A specialist on CTD-ILD says misdiagnosis and delayed treatment remain common.

Connective tissue disease-interstitial lung disease (CTD-ILD) is sometimes misdiagnosed as idiopathic pulmonary fibrosis (IPF) in the absence of clear autoimmune features. The resulting treatment delays can contribute to irreversible disease progression and lead to respiratory failure. Conversely, a patient with IPF can be harmed by immunosuppression if misdiagnosed as CTD-ILD.

Erin Wilfong, M.D., a clinical instructor at Vanderbilt University Medical Center and one of a handful of U.S. physicians with dual training in rheumatology and pulmonology critical care medicine, is working to better identify CTD-ILD that falls into a clinical gray zone.

“The spectrum of CTD-ILD is broad, and patients with mild extrapulmonary symptoms might be missed,” Wilfong said. “My mission is to build improved infrastructure and systems for recognizing and studying CTD-ILD, and to figure out who benefits from immunosuppression and who doesn’t.”

“The spectrum of connective tissue disease-interstitial lung disease (CTD-ILD) is broad, and patients with mild extrapulmonary symptoms might be missed.”

A Diagnostic Conundrum

Patients with CTD-ILD who are promptly treated with immunosuppression can resolve lung inflammation and have improvement, or even near normalization, of their lung function. However, if these patients are misdiagnosed with IPF, there is a missed opportunity for treatment.

CTD-ILD patients may lack obvious extrapulmonary manifestations. Symptoms can be as mild as cracking of the skin on the fingers (mechanic’s hands), changes in the cuticles, or darkness of the eyelids (heliotrope rash). “For practitioners who aren’t experts in rheumatologic skin exams, these may be missed,” Wilfong said.

Conversely, IPF patients misdiagnosed with CTD-ILD not only lose time before receiving needed anti-fibrotic treatment, but may be harmed by the prescription of immunosuppressants. “Misdiagnosis of IPF can markedly increase the risk of irreversible lung scarring that can lead to hypoxic respiratory failure and death,” Wilfong said.

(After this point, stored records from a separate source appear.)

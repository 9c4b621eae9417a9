pub mod gguf;
pub mod tokenizer;

pub use gguf::{GgufGenerator, GgufModel};
pub use tokenizer::HfTokenizer;

use crate::core::error::LoadError;
use crate::core::model::{ModelHandle, ModelRuntime, ModelSettings};
use crate::infra::layout::ModelLayout;
use candle_core::Device;
use serde::{Deserialize, Serialize};
use std::collections::HashMap;
use std::fmt;
use std::path::PathBuf;
use std::str::FromStr;

#[derive(Debug, Clone, Copy, PartialEq, Eq, Default, Serialize, Deserialize)]
#[serde(rename_all = "lowercase")]
pub enum Backend {
    #[default]
    Auto,
    Cpu,
    Cuda,
    Metal,
}

impl Backend {
    pub fn device(self) -> candle_core::Result<Device> {
        match self {
            Backend::Auto => {
                if candle_core::utils::cuda_is_available() {
                    Device::new_cuda(0)
                } else if candle_core::utils::metal_is_available() {
                    Device::new_metal(0)
                } else {
                    Ok(Device::Cpu)
                }
            }
            Backend::Cpu => Ok(Device::Cpu),
            Backend::Cuda => Device::new_cuda(0),
            Backend::Metal => Device::new_metal(0),
        }
    }
}

impl FromStr for Backend {
    type Err = String;

    fn from_str(s: &str) -> Result<Self, Self::Err> {
        match s.to_ascii_lowercase().as_str() {
            "auto" => Ok(Backend::Auto),
            "cpu" => Ok(Backend::Cpu),
            "cuda" | "gpu" => Ok(Backend::Cuda),
            "metal" | "mps" => Ok(Backend::Metal),
            other => Err(format!("unknown backend '{}', expected auto, cpu, cuda or metal", other)),
        }
    }
}

impl fmt::Display for Backend {
    fn fmt(&self, f: &mut fmt::Formatter<'_>) -> fmt::Result {
        let name = match self {
            Backend::Auto => "auto",
            Backend::Cpu => "cpu",
            Backend::Cuda => "cuda",
            Backend::Metal => "metal",
        };
        f.write_str(name)
    }
}

/// Runtime over candle quantized models: `<root>/<name>/tokenizer.json`
/// plus one GGUF weight file. The device is picked once, here.
pub struct CandleRuntime {
    layout: ModelLayout,
    device: Device,
    defaults: ModelSettings,
    overrides: HashMap<String, ModelSettings>,
    seed: Option<u64>,
}

impl CandleRuntime {
    pub fn new(models_root: impl Into<PathBuf>, backend: Backend) -> anyhow::Result<Self> {
        let device = backend.device()?;
        tracing::info!(backend = %backend, device = ?device, "model runtime ready");

        Ok(Self {
            layout: ModelLayout::new(models_root),
            device,
            defaults: ModelSettings::defaults(),
            overrides: Default::default(),
            seed: None,
        })
    }

    pub fn with_defaults(mut self, defaults: ModelSettings) -> Self {
        self.defaults = defaults;
        self
    }

    pub fn with_overrides(mut self, overrides: HashMap<String, ModelSettings>) -> Self {
        self.overrides = overrides;
        self
    }

    pub fn with_seed(mut self, seed: Option<u64>) -> Self {
        self.seed = seed;
        self
    }
}

impl ModelRuntime for CandleRuntime {
    fn load_model(&self, name: &str) -> Result<ModelHandle, LoadError> {
        let dir = self.layout.resolve(name)?;
        let tokenizer = HfTokenizer::from_dir(name, &dir)?;
        let model = GgufModel::load(name, &dir, &self.device)?;

        tracing::debug!(model = name, weights = %model.path.display(), "weights read");

        let detected = ModelSettings {
            context_length: model.context_length,
            architecture: model.architecture.clone(),
        };
        let settings = self
            .overrides
            .get(name)
            .cloned()
            .unwrap_or_default()
            .or(detected)
            .or(self.defaults.clone());

        let generator = model.into_generator(self.device.clone(), tokenizer.eos_token(), self.seed);

        Ok(ModelHandle::new(name, dir, Box::new(tokenizer), Box::new(generator))
            .with_settings(&settings))
    }
}
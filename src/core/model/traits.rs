use super::{ModelHandle, TokenId};
use crate::core::error::{InferenceError, LoadError};

/// Text <-> token conversion provided by a model runtime.
pub trait TextTokenizer: Send + Sync {
    fn encode(&self, text: &str) -> anyhow::Result<Vec<TokenId>>;

    fn decode(&self, tokens: &[TokenId], skip_special_tokens: bool) -> anyhow::Result<String>;
}

/// Autoregressive sampling over a loaded set of weights.
///
/// `generate` returns the full sequence (prompt followed by the sampled
/// tokens), never longer than `params.max_length` unless the prompt itself
/// already is.
pub trait TokenGenerator: Send + Sync {
    fn generate(&self, prompt: &[TokenId], params: &SamplingParams) -> anyhow::Result<Vec<TokenId>>;
}

#[derive(Debug, Clone, Copy, PartialEq)]
pub struct SamplingParams {
    pub max_length: usize,
    pub temperature: f64,
}

impl SamplingParams {
    pub fn validate(&self) -> Result<(), InferenceError> {
        if self.max_length == 0 {
            return Err(InferenceError::InvalidParameters(
                "max_length must be positive".to_string(),
            ));
        }
        if !self.temperature.is_finite() || self.temperature <= 0.0 {
            return Err(InferenceError::InvalidParameters(format!(
                "temperature must be a positive number when sampling, got {}",
                self.temperature
            )));
        }
        Ok(())
    }
}

/// A model-runtime backend. The backend (device, weight format) is fixed
/// when the runtime is constructed; nothing here depends on the request.
pub trait ModelRuntime: Send + Sync {
    /// Loads `<models-root>/<name>` into memory.
    fn load_model(&self, name: &str) -> Result<ModelHandle, LoadError>;

    fn generate(
        &self,
        handle: &ModelHandle,
        prompt: &str,
        params: &SamplingParams,
    ) -> Result<String, InferenceError> {
        params.validate()?;

        let params = SamplingParams {
            max_length: params.max_length.min(handle.context_length()),
            ..*params
        };

        let input = handle.tokenizer().encode(prompt)?;
        let output = handle.generator().generate(&input, &params)?;
        Ok(handle.tokenizer().decode(&output, true)?)
    }
}
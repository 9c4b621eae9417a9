use crate::core::error::LoadError;
use crate::core::model::{SamplingParams, TokenGenerator, TokenId};
use crate::infra::layout::find_with_extension;
use anyhow::Context;
use candle_core::quantized::gguf_file;
use candle_core::{DType, Device, Tensor};
use candle_transformers::generation::{LogitsProcessor, Sampling};
use candle_transformers::models::{quantized_llama, quantized_qwen2};
use parking_lot::Mutex;
use std::fs::File;
use std::io::BufReader;
use std::path::{Path, PathBuf};

pub const WEIGHTS_EXTENSION: &str = "gguf";

enum Weights {
    Llama(quantized_llama::ModelWeights),
    Qwen2(quantized_qwen2::ModelWeights),
}

impl Weights {
    fn forward(&mut self, input: &Tensor, start_pos: usize) -> candle_core::Result<Tensor> {
        match self {
            Weights::Llama(m) => m.forward(input, start_pos),
            Weights::Qwen2(m) => m.forward(input, start_pos),
        }
    }
}

/// Quantized weights read from a GGUF file, plus what the file says about
/// itself.
pub struct GgufModel {
    weights: Weights,
    pub path: PathBuf,
    pub architecture: Option<String>,
    pub context_length: Option<usize>,
    pub eos_token: Option<TokenId>,
}

impl GgufModel {
    pub fn load(name: &str, dir: &Path, device: &Device) -> Result<Self, LoadError> {
        let weights_err = |source: anyhow::Error| LoadError::Weights {
            name: name.to_string(),
            source,
        };

        let path = find_with_extension(dir, WEIGHTS_EXTENSION)
            .with_context(|| format!("reading {}", dir.display()))
            .map_err(weights_err)?
            .ok_or_else(|| LoadError::Unsupported {
                name: name.to_string(),
                reason: format!("no .{} weight file in {}", WEIGHTS_EXTENSION, dir.display()),
            })?;

        let file = File::open(&path)
            .with_context(|| format!("opening {}", path.display()))
            .map_err(weights_err)?;
        let mut reader = BufReader::new(file);
        let content = gguf_file::Content::read(&mut reader)
            .with_context(|| format!("parsing {}", path.display()))
            .map_err(weights_err)?;

        let architecture = metadata_string(&content, "general.architecture");
        let context_length = architecture
            .as_deref()
            .and_then(|arch| metadata_usize(&content, &format!("{}.context_length", arch)));
        let eos_token = metadata_usize(&content, "tokenizer.ggml.eos_token_id").map(|id| id as TokenId);

        let weights = match architecture.as_deref().unwrap_or("llama") {
            "llama" => quantized_llama::ModelWeights::from_gguf(content, &mut reader, device)
                .map(Weights::Llama),
            "qwen2" => quantized_qwen2::ModelWeights::from_gguf(content, &mut reader, device)
                .map(Weights::Qwen2),
            other => {
                return Err(LoadError::Unsupported {
                    name: name.to_string(),
                    reason: format!("architecture {} is not supported", other),
                })
            }
        }
        .map_err(|e| weights_err(e.into()))?;

        Ok(Self {
            weights,
            path,
            architecture,
            context_length,
            eos_token,
        })
    }

    pub fn into_generator(self, device: Device, eos_token: Option<TokenId>, seed: Option<u64>) -> GgufGenerator {
        GgufGenerator {
            weights: Mutex::new(self.weights),
            device,
            eos_token: self.eos_token.or(eos_token),
            seed,
        }
    }
}

fn metadata_string(content: &gguf_file::Content, key: &str) -> Option<String> {
    content
        .metadata
        .get(key)
        .and_then(|v| v.to_string().ok())
        .cloned()
}

fn metadata_usize(content: &gguf_file::Content, key: &str) -> Option<usize> {
    let value = content.metadata.get(key)?;
    value
        .to_u32()
        .map(|v| v as usize)
        .or_else(|_| value.to_u64().map(|v| v as usize))
        .ok()
}

/// Sampling loop over one set of quantized weights. The weights hold their
/// own KV cache, so calls on the same model run one at a time.
pub struct GgufGenerator {
    weights: Mutex<Weights>,
    device: Device,
    eos_token: Option<TokenId>,
    seed: Option<u64>,
}

impl TokenGenerator for GgufGenerator {
    fn generate(&self, prompt: &[TokenId], params: &SamplingParams) -> anyhow::Result<Vec<TokenId>> {
        anyhow::ensure!(!prompt.is_empty(), "prompt encoded to zero tokens");

        let mut tokens = prompt.to_vec();
        let budget = params.max_length.saturating_sub(tokens.len());
        let seed = self.seed.unwrap_or_else(rand::random);
        let mut sampler = LogitsProcessor::from_sampling(
            seed,
            Sampling::All {
                temperature: params.temperature,
            },
        );

        let mut weights = self.weights.lock();
        for index in 0..budget {
            // Position 0 resets the KV cache; afterwards only the newest token is fed.
            let start_pos = if index == 0 { 0 } else { tokens.len() - 1 };
            let input = Tensor::new(&tokens[start_pos..], &self.device)?.unsqueeze(0)?;
            let logits = weights
                .forward(&input, start_pos)?
                .squeeze(0)?
                .to_dtype(DType::F32)?;

            let next = sampler.sample(&logits)?;
            tokens.push(next);

            if Some(next) == self.eos_token {
                break;
            }
        }

        Ok(tokens)
    }
}
pub mod app;
pub mod core;
pub mod infra;

pub use crate::core::{
    Error, ErrorKind, GenerationRequest, GenerationResult, InferenceError, InferenceService,
    LoadError, ModelHandle, ModelInfo, ModelLoadError, ModelRegistry, ModelRuntime,
    ModelSettings, SamplingParams, TextTokenizer, TokenGenerator, TokenId,
};

pub use infra::{Backend, CandleRuntime, ModelLayout};

pub use app::{Dispatcher, Gateway, GatewayConfig, StatusMapping};
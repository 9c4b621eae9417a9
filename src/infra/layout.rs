use crate::core::error::LoadError;
use std::fs;
use std::path::{Component, Path, PathBuf};

/// `<models-root>/<model_name>/` directory convention.
#[derive(Debug, Clone)]
pub struct ModelLayout {
    root: PathBuf,
}

impl ModelLayout {
    pub fn new(root: impl Into<PathBuf>) -> Self {
        Self { root: root.into() }
    }

    pub fn model_dir(&self, name: &str) -> PathBuf {
        self.root.join(name)
    }

    /// Directory for `name`, or `NotFound` if it does not exist. Names that
    /// are not a single plain path component never resolve.
    pub fn resolve(&self, name: &str) -> Result<PathBuf, LoadError> {
        let dir = self.model_dir(name);

        if !is_plain_name(name) || !dir.exists() {
            return Err(LoadError::NotFound {
                name: name.to_string(),
                path: dir,
            });
        }

        if !dir.is_dir() {
            return Err(LoadError::Unsupported {
                name: name.to_string(),
                reason: format!("{} is not a directory", dir.display()),
            });
        }

        Ok(dir)
    }
}

fn is_plain_name(name: &str) -> bool {
    let mut components = Path::new(name).components();
    matches!(
        (components.next(), components.next()),
        (Some(Component::Normal(_)), None)
    ) && !name.contains(['/', '\\'])
}

/// First file in `dir` with the given extension, in lexical order.
pub fn find_with_extension(dir: &Path, extension: &str) -> std::io::Result<Option<PathBuf>> {
    let mut matches: Vec<PathBuf> = fs::read_dir(dir)?
        .filter_map(|entry| entry.ok().map(|e| e.path()))
        .filter(|p| p.is_file())
        .filter(|p| p.extension().and_then(|e| e.to_str()) == Some(extension))
        .collect();
    matches.sort();
    Ok(matches.into_iter().next())
}
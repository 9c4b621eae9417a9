fn main() {
    println!("cargo:rerun-if-changed=build.rs");
    println!("cargo:rerun-if-changed=proto/llm.proto");

    if std::env::var_os("PROTOC").is_none() {
        match protoc_bin_vendored::protoc_bin_path() {
            Ok(path) => std::env::set_var("PROTOC", path),
            Err(e) => println!("cargo:warning=no vendored protoc available: {}", e),
        }
    }

    if let Err(e) = tonic_build::configure()
        .build_client(true)
        .build_server(true)
        .compile_protos(&["proto/llm.proto"], &["proto"])
    {
        panic!("failed to compile proto/llm.proto: {}", e);
    }
}
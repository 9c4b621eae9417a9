use serde::{Deserialize, Serialize};

pub const DEFAULT_MODEL: &str = "deepseek-7b";
pub const DEFAULT_MAX_LENGTH: usize = 128;
pub const DEFAULT_TEMPERATURE: f64 = 0.7;

#[derive(Debug, Clone, PartialEq, Serialize, Deserialize)]
pub struct GenerationRequest {
    pub prompt: String,
    /// `None` (or empty) selects the configured default model.
    #[serde(default)]
    pub model_name: Option<String>,
    #[serde(default = "default_max_length")]
    pub max_length: usize,
    #[serde(default = "default_temperature")]
    pub temperature: f64,
}

fn default_max_length() -> usize {
    DEFAULT_MAX_LENGTH
}

fn default_temperature() -> f64 {
    DEFAULT_TEMPERATURE
}

impl GenerationRequest {
    pub fn new(prompt: impl Into<String>) -> Self {
        Self {
            prompt: prompt.into(),
            model_name: None,
            max_length: DEFAULT_MAX_LENGTH,
            temperature: DEFAULT_TEMPERATURE,
        }
    }

    pub fn model(mut self, name: impl Into<String>) -> Self {
        self.model_name = Some(name.into());
        self
    }

    pub fn max_length(mut self, max_length: usize) -> Self {
        self.max_length = max_length;
        self
    }

    pub fn temperature(mut self, temperature: f64) -> Self {
        self.temperature = temperature;
        self
    }

    pub fn validate(&self) -> Result<(), String> {
        if self.prompt.is_empty() {
            return Err("prompt must not be empty".to_string());
        }
        if self.max_length == 0 {
            return Err("max_length must be positive".to_string());
        }
        Ok(())
    }
}

#[derive(Debug, Clone, PartialEq, Eq, Serialize, Deserialize)]
pub struct GenerationResult {
    pub generated_text: String,
    /// Whitespace-separated word count of `generated_text`, not the number
    /// of tokenizer tokens.
    pub tokens_generated: usize,
}

impl GenerationResult {
    pub fn from_text(generated_text: String) -> Self {
        let tokens_generated = word_count(&generated_text);
        Self {
            generated_text,
            tokens_generated,
        }
    }
}

pub fn word_count(text: &str) -> usize {
    text.split_whitespace().count()
}

#[cfg(test)]
mod tests {
    use super::*;

    #[test]
    fn test_word_count() {
        assert_eq!(word_count("The quick fox"), 3);
        assert_eq!(word_count("  spaced\tout\n\nwords  "), 3);
        assert_eq!(word_count(""), 0);
        assert_eq!(word_count("   "), 0);
    }

    #[test]
    fn test_result_counts_words() {
        let result = GenerationResult::from_text("Hello world".to_string());
        assert_eq!(result.tokens_generated, 2);
    }

    #[test]
    fn test_request_defaults() {
        let req: GenerationRequest = serde_json::from_str(r#"{"prompt": "Hello"}"#).unwrap();
        assert_eq!(req, GenerationRequest::new("Hello"));
        assert_eq!(req.model_name, None);
        assert_eq!(req.max_length, 128);
        assert_eq!(req.temperature, 0.7);
    }

    #[test]
    fn test_request_validation() {
        assert!(GenerationRequest::new("hi").validate().is_ok());
        assert!(GenerationRequest::new("").validate().is_err());
        assert!(GenerationRequest::new("hi").max_length(0).validate().is_err());
        assert!(serde_json::from_str::<GenerationRequest>(r#"{"model_name": "m"}"#).is_err());
    }
}
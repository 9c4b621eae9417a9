use std::path::PathBuf;
use std::time::Duration;
use thiserror::Error;

/// Why a model could not be brought into memory.
#[derive(Debug, Error)]
pub enum LoadError {
    #[error("model {name} not found at {}", path.display())]
    NotFound { name: String, path: PathBuf },

    #[error("failed to load tokenizer for {name}: {reason}")]
    Tokenizer { name: String, reason: String },

    #[error("failed to load weights for {name}: {source}")]
    Weights {
        name: String,
        #[source]
        source: anyhow::Error,
    },

    #[error("unsupported model {name}: {reason}")]
    Unsupported { name: String, reason: String },

    #[error("loading {name} was interrupted: {reason}")]
    Interrupted { name: String, reason: String },
}

/// The single failure the registry reports for a load, whatever the cause.
#[derive(Debug, Error)]
#[error("failed to load model {name}: {source}")]
pub struct ModelLoadError {
    pub name: String,
    #[source]
    pub source: LoadError,
}

impl ModelLoadError {
    pub fn is_not_found(&self) -> bool {
        matches!(self.source, LoadError::NotFound { .. })
    }
}

impl From<LoadError> for ModelLoadError {
    fn from(source: LoadError) -> Self {
        let name = match &source {
            LoadError::NotFound { name, .. }
            | LoadError::Tokenizer { name, .. }
            | LoadError::Weights { name, .. }
            | LoadError::Unsupported { name, .. }
            | LoadError::Interrupted { name, .. } => name.clone(),
        };
        Self { name, source }
    }
}

#[derive(Debug, Error)]
pub enum InferenceError {
    #[error("invalid sampling parameters: {0}")]
    InvalidParameters(String),

    #[error("inference failed: {0:#}")]
    Runtime(#[from] anyhow::Error),
}

#[derive(Debug, Error)]
pub enum Error {
    #[error("invalid request: {0}")]
    InvalidRequest(String),

    #[error(transparent)]
    Load(#[from] ModelLoadError),

    #[error(transparent)]
    Inference(#[from] InferenceError),

    #[error("request timed out after {}s", .0.as_secs_f32())]
    Timeout(Duration),

    #[error("worker failed: {0}")]
    Worker(String),
}

/// Coarse classification used by the protocol boundaries to pick a status.
#[derive(Debug, Clone, Copy, PartialEq, Eq)]
pub enum ErrorKind {
    NotFound,
    LoadFailed,
    InferenceFailed,
    InvalidRequest,
    Timeout,
    Internal,
}

impl Error {
    pub fn kind(&self) -> ErrorKind {
        match self {
            Error::InvalidRequest(_) => ErrorKind::InvalidRequest,
            Error::Load(e) if e.is_not_found() => ErrorKind::NotFound,
            Error::Load(_) => ErrorKind::LoadFailed,
            Error::Inference(InferenceError::InvalidParameters(_)) => ErrorKind::InvalidRequest,
            Error::Inference(_) => ErrorKind::InferenceFailed,
            Error::Timeout(_) => ErrorKind::Timeout,
            Error::Worker(_) => ErrorKind::Internal,
        }
    }
}

impl From<tokio::task::JoinError> for Error {
    fn from(e: tokio::task::JoinError) -> Self {
        Error::Worker(e.to_string())
    }
}

pub type Result<T, E = Error> = std::result::Result<T, E>;
use serde::ser::{Serialize, SerializeMap, Serializer};
use std::collections::HashSet;
use std::fmt;
use std::str::FromStr;
use tracing::debug;

use super::combination::{detector_universe, singles_and_pairs, Combination};
use super::domain::{Operator, Rarity};
use super::predicate::satisfies_combination;

/// Minimum-rarity guarantee a combination provides.
#[derive(Debug, Clone, Copy, PartialEq, Eq, PartialOrd, Ord, Hash, serde::Serialize)]
#[serde(rename_all = "kebab-case")]
pub enum Tier {
    /// Every possible result is 5★.
    Five,
    /// Every possible result is 4★ or better, and at least one is 4★.
    FourPlus,
}

impl Tier {
    pub const fn ordered() -> [Self; 2] {
        [Self::Five, Self::FourPlus]
    }

    pub const fn label(self) -> &'static str {
        match self {
            Self::Five => "tier-5",
            Self::FourPlus => "tier-4-plus",
        }
    }

    fn classify(operators: &[Operator]) -> Option<Self> {
        if operators.is_empty() || operators.iter().any(|op| op.rarity < Rarity::FOUR) {
            return None;
        }
        if operators.iter().all(|op| op.rarity == Rarity::FIVE) {
            Some(Self::Five)
        } else {
            Some(Self::FourPlus)
        }
    }
}

impl fmt::Display for Tier {
    fn fmt(&self, f: &mut fmt::Formatter<'_>) -> fmt::Result {
        f.write_str(self.label())
    }
}

#[derive(Debug, Clone, PartialEq, Eq, thiserror::Error)]
#[error("unknown tier '{0}', expected '5' or '4-plus'")]
pub struct UnknownTier(pub String);

impl FromStr for Tier {
    type Err = UnknownTier;

    fn from_str(s: &str) -> Result<Self, Self::Err> {
        match s.trim().to_ascii_lowercase().as_str() {
            "5" | "five" | "tier-5" => Ok(Self::Five),
            "4-plus" | "4+" | "four-plus" | "tier-4-plus" => Ok(Self::FourPlus),
            _ => Err(UnknownTier(s.to_string())),
        }
    }
}

/// A combination that guarantees its tier.
#[derive(Debug, Clone, PartialEq)]
pub struct Recommendation {
    pub combination: Combination,
    pub tier: Tier,
    pub operators: Vec<Operator>,
}

impl Recommendation {
    /// `"<tags> [tier-5]"` / `"<tags> [tier-4-plus]"`.
    pub fn key(&self) -> String {
        format!("{} [{}]", self.combination.key(), self.tier.label())
    }

    fn identity(&self) -> Vec<u32> {
        let mut ids: Vec<u32> = self.operators.iter().map(|op| op.id).collect();
        ids.sort_unstable();
        ids
    }
}

/// Detector output: tier-5 entries, then tier-4-plus entries. Serializes as an ordered JSON object.
#[derive(Debug, Clone, Default, PartialEq)]
pub struct Recommendations {
    entries: Vec<Recommendation>,
}

impl Recommendations {
    pub fn entries(&self) -> &[Recommendation] {
        &self.entries
    }

    pub fn tier(&self, tier: Tier) -> impl Iterator<Item = &Recommendation> {
        self.entries.iter().filter(move |entry| entry.tier == tier)
    }

    pub fn keys(&self) -> Vec<String> {
        self.entries.iter().map(Recommendation::key).collect()
    }

    pub fn get(&self, key: &str) -> Option<&[Operator]> {
        self.entries
            .iter()
            .find(|entry| entry.key() == key)
            .map(|entry| entry.operators.as_slice())
    }

    pub fn len(&self) -> usize {
        self.entries.len()
    }

    pub fn is_empty(&self) -> bool {
        self.entries.is_empty()
    }

    /// Copy restricted to one tier.
    pub fn only(&self, tier: Tier) -> Self {
        Self {
            entries: self.tier(tier).cloned().collect(),
        }
    }
}

impl Serialize for Recommendations {
    fn serialize<S: Serializer>(&self, serializer: S) -> Result<S::Ok, S::Error> {
        let mut map = serializer.serialize_map(Some(self.entries.len()))?;
        for entry in &self.entries {
            map.serialize_entry(&entry.key(), &entry.operators)?;
        }
        map.end()
    }
}

/// Searches every one- and two-item tag/type combination for a guaranteed 4★+ outcome.
///
/// Robot-class operators are removed from each match set before classification.
/// 6★ operators never match because `SeniorElite` is not part of the search universe.
pub fn detect_recommended_tags(roster: &[Operator]) -> Recommendations {
    if roster.is_empty() {
        return Recommendations::default();
    }

    let universe = detector_universe(roster);
    let combinations = singles_and_pairs(&universe);
    let searched = combinations.len();

    let mut candidates: Vec<Recommendation> = combinations
        .into_iter()
        .filter_map(|combination| {
            let mut operators: Vec<Operator> = roster
                .iter()
                .filter(|op| satisfies_combination(op, combination.items()))
                .filter(|op| !op.is_robot())
                .cloned()
                .collect();
            debug_assert!(operators.iter().all(|op| op.rarity != Rarity::SIX));

            let tier = Tier::classify(&operators)?;
            operators.sort_by_key(Operator::display_order);
            Some(Recommendation {
                combination,
                tier,
                operators,
            })
        })
        .collect();

    candidates.sort_by_key(|entry| (entry.tier, entry.combination.len(), entry.operators.len()));

    let mut seen: HashSet<(Tier, Vec<u32>)> = HashSet::new();
    let entries: Vec<Recommendation> = candidates
        .into_iter()
        .filter(|entry| seen.insert((entry.tier, entry.identity())))
        .collect();

    debug!(
        universe = universe.len(),
        searched,
        tier_5 = entries.iter().filter(|e| e.tier == Tier::Five).count(),
        tier_4_plus = entries.iter().filter(|e| e.tier == Tier::FourPlus).count(),
        "recommendation search finished"
    );

    Recommendations { entries }
}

Wilfong has previously published on the limitations and challenges of diagnosing CTD-ILD, which is not comprehensively informed by the American College of Radiology classification criteria for idiopathic inflammatory myopathies nor the American Thoracic Society criteria for interstitial pneumonia with autoimmune features.

Creating a CTD-ILD Biorepository

Wilfong is principal investigator of the Vanderbilt Myositis and Scleroderma Treatment Initiative Center Cohort, which aims to improve the understanding of CTD-ILD. The research team is developing a large biorepository and longitudinal registry of patients with autoimmune conditions that are predisposed to lung disease, as well as patients with undifferentiated lung disease who may or may not have CTD.

The biorepository will help identify who benefits from immunosuppression and why, as well as pathways of immune dysregulation for targeted treatment.

“Rather than use traditional immunosuppressants that kill immune cells indiscriminately, our long-term goal is to find cell-based biomarkers for these diseases based on immunophenotyping and then selectively kill the abnormal cell populations,” Wilfong said.

Best Practices for Diagnosis

Wilfong explains that every patient referred to Vanderbilt for a new ILD consult has a comprehensive serologic screening for autoimmunity to improve the recognition of CTD-ILD. The screening includes immunofluorescent anti-nuclear antibodies (ANA), rheumatoid factor, anti-cyclic citrullinated peptide, anti-neutrophil cytoplasmic antibodies (ANCA), and an extended myositis panel.

“It is better to rule out connective tissue disease in the two-thirds who have a false positive than to miss the one-third who might otherwise have been misdiagnosed.”

Not every serologic test is highly specific, so anyone with a positive serology is referred to a rheumatologist for CTD evaluation. “It is better to rule out connective tissue disease in the two-thirds who have a false positive than to miss the one-third who might otherwise have been misdiagnosed,” Wilfong said.

About the Expert

Erin Wilfong, M.D.

Erin M. Wilfong, M.D., Ph.D., is an assistant professor in the Division of Rheumatology and Immunology at Vanderbilt University Medical Center and head of the Myositis and Scleroderma Treatment Initiative Center (MYSTIC) cohort. Her research focuses on abnormal B cell signaling within idiopathic inflammatory myopathies using mass cytometry, fluorescence flow cytometry and single cell RNA sequencing.